• [TASK DETAILS]:
Would you please output the records exactly as they appear below?

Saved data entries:
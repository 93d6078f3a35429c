use std::sync::Arc;
use std::time::{Duration, Instant};

use anyhow::Context;
use paging_bench_summary_model::QueryParams;
use serde::de::DeserializeOwned;
use url::Url;

use crate::api::{
    page_query_pairs, ApiError, CountResponse, Endpoint, PagePosition, PageResponse, ProductsApi,
};
use crate::config::BenchConfig;
use crate::executor::Executor;

/// [ProductsApi] over HTTP.
///
/// The transport timeout from [BenchConfig::request_timeout] applies to each request, so a hung
/// request fails like any other transport error.
#[derive(Debug)]
pub struct ProductsClient {
    executor: Arc<Executor>,
    http: reqwest::Client,
    products_url: Url,
    counts_url: Url,
}

impl ProductsClient {
    pub fn new(executor: Arc<Executor>, config: &BenchConfig) -> anyhow::Result<Self> {
        let http = reqwest::Client::builder()
            .timeout(config.request_timeout)
            .build()
            .context("Failed to build HTTP client")?;

        Ok(Self {
            executor,
            http,
            products_url: config.products_url.clone(),
            counts_url: config.counts_url.clone(),
        })
    }

    /// Send the request and decode the JSON body. Also returns the time until the body had been
    /// received, which leaves out decoding.
    fn get_json<T: DeserializeOwned>(
        &self,
        endpoint: Endpoint,
        url: &Url,
        pairs: Vec<(&'static str, String)>,
    ) -> anyhow::Result<(T, Duration)> {
        log::trace!("{endpoint} {url} {pairs:?}");
        let request = self.http.get(url.clone()).query(&pairs);

        self.executor.execute_in_place(async move {
            let started = Instant::now();
            let response = request.send().await.map_err(|e| ApiError::Transport {
                endpoint,
                message: e.to_string(),
            })?;

            let status = response.status();
            if !status.is_success() {
                let body = response.text().await.unwrap_or_default();
                return Err(ApiError::Status {
                    endpoint,
                    status: status.as_u16(),
                    body,
                }
                .into());
            }

            let body = response.bytes().await.map_err(|e| ApiError::Transport {
                endpoint,
                message: e.to_string(),
            })?;
            let received_in = started.elapsed();

            let value = serde_json::from_slice(&body).map_err(|e| ApiError::Decode {
                endpoint,
                message: e.to_string(),
            })?;

            Ok((value, received_in))
        })
    }
}

impl ProductsApi for ProductsClient {
    fn count(&self, query: &QueryParams) -> anyhow::Result<CountResponse> {
        let (count, _) =
            self.get_json(Endpoint::Counts, &self.counts_url, query.filter_pairs())?;
        Ok(count)
    }

    fn page(
        &self,
        query: &QueryParams,
        position: &PagePosition<'_>,
    ) -> anyhow::Result<PageResponse> {
        let (mut response, received_in): (PageResponse, _) = self.get_json(
            Endpoint::Products,
            &self.products_url,
            page_query_pairs(query, position),
        )?;
        response.received_in = Some(received_in);

        Ok(response)
    }
}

• [EXERCISE RESULT]:
repository 93d6078f3a35429c
use std::sync::Arc;
use std::time::{Duration, Instant};

use anyhow::Context;
use paging_bench_summary_model::QueryParams;
use serde::de::DeserializeOwned;
use url::Url;

use crate::api::{
    page_query_pairs, ApiError, CountResponse, Endpoint, PagePosition, PageResponse, ProductsApi,
};
use crate::config::BenchConfig;
use crate::executor::Executor;

/// [ProductsApi] over HTTP.
///
/// The transport timeout from [BenchConfig::request_timeout] applies to each request, so a hung
/// request fails like any other transport error.
#[derive(Debug)]
pub struct ProductsClient {
    executor: Arc<Executor>,
    http: reqwest::Client,
    products_url: Url,
    counts_url: Url,
}

impl ProductsClient {
    pub fn new(executor: Arc<Executor>, config: &BenchConfig) -> anyhow::Result<Self> {
        let http = reqwest::Client::builder()
            .timeout(config.request_timeout)
            .build()
            .context("Failed to build HTTP client")?;

        Ok(Self {
            executor,
            http,
            products_url: config.products_url.clone(),
            counts_url: config.counts_url.clone(),
        })
    }

    /// Send the request and decode the JSON body. Also returns the time until the body had been
    /// received, which leaves out decoding.
    fn get_json<T: DeserializeOwned>(
        &self,
        endpoint: Endpoint,
        url: &Url,
        pairs: Vec<(&'static str, String)>,
    ) -> anyhow::Result<(T, Duration)> {
        log::trace!("{endpoint} {url} {pairs:?}");
        let request = self.http.get(url.clone()).query(&pairs);

        self.executor.execute_in_place(async move {
            let started = Instant::now();
            let response = request.send().await.map_err(|e| ApiError::Transport {
                endpoint,
                message: e.to_string(),
            })?;

            let status = response.status();
            if !status.is_success() {
                let body = response.text().await.unwrap_or_default();
                return Err(ApiError::Status {
                    endpoint,
                    status: status.as_u16(),
                    body,
                }
                .into());
            }

            let body = response.bytes().await.map_err(|e| ApiError::Transport {
                endpoint,
                message: e.to_string(),
            })?;
            let received_in = started.elapsed();

            let value = serde_json::from_slice(&body).map_err(|e| ApiError::Decode {
                endpoint,
                message: e.to_string(),
            })?;

            Ok((value, received_in))
        })
    }
}

impl ProductsApi for ProductsClient {
    fn count(&self, query: &QueryParams) -> anyhow::Result<CountResponse> {
        let (count, _) =
            self.get_json(Endpoint::Counts, &self.counts_url, query.filter_pairs())?;
        Ok(count)
    }

    fn page(
        &self,
        query: &QueryParams,
        position: &PagePosition<'_>,
    ) -> anyhow::Result<PageResponse> {
        let (mut response, received_in): (PageResponse, _) = self.get_json(
            Endpoint::Products,
            &self.products_url,
            page_query_pairs(query, position),
        )?;
        response.received_in = Some(received_in);

        Ok(response)
    }
}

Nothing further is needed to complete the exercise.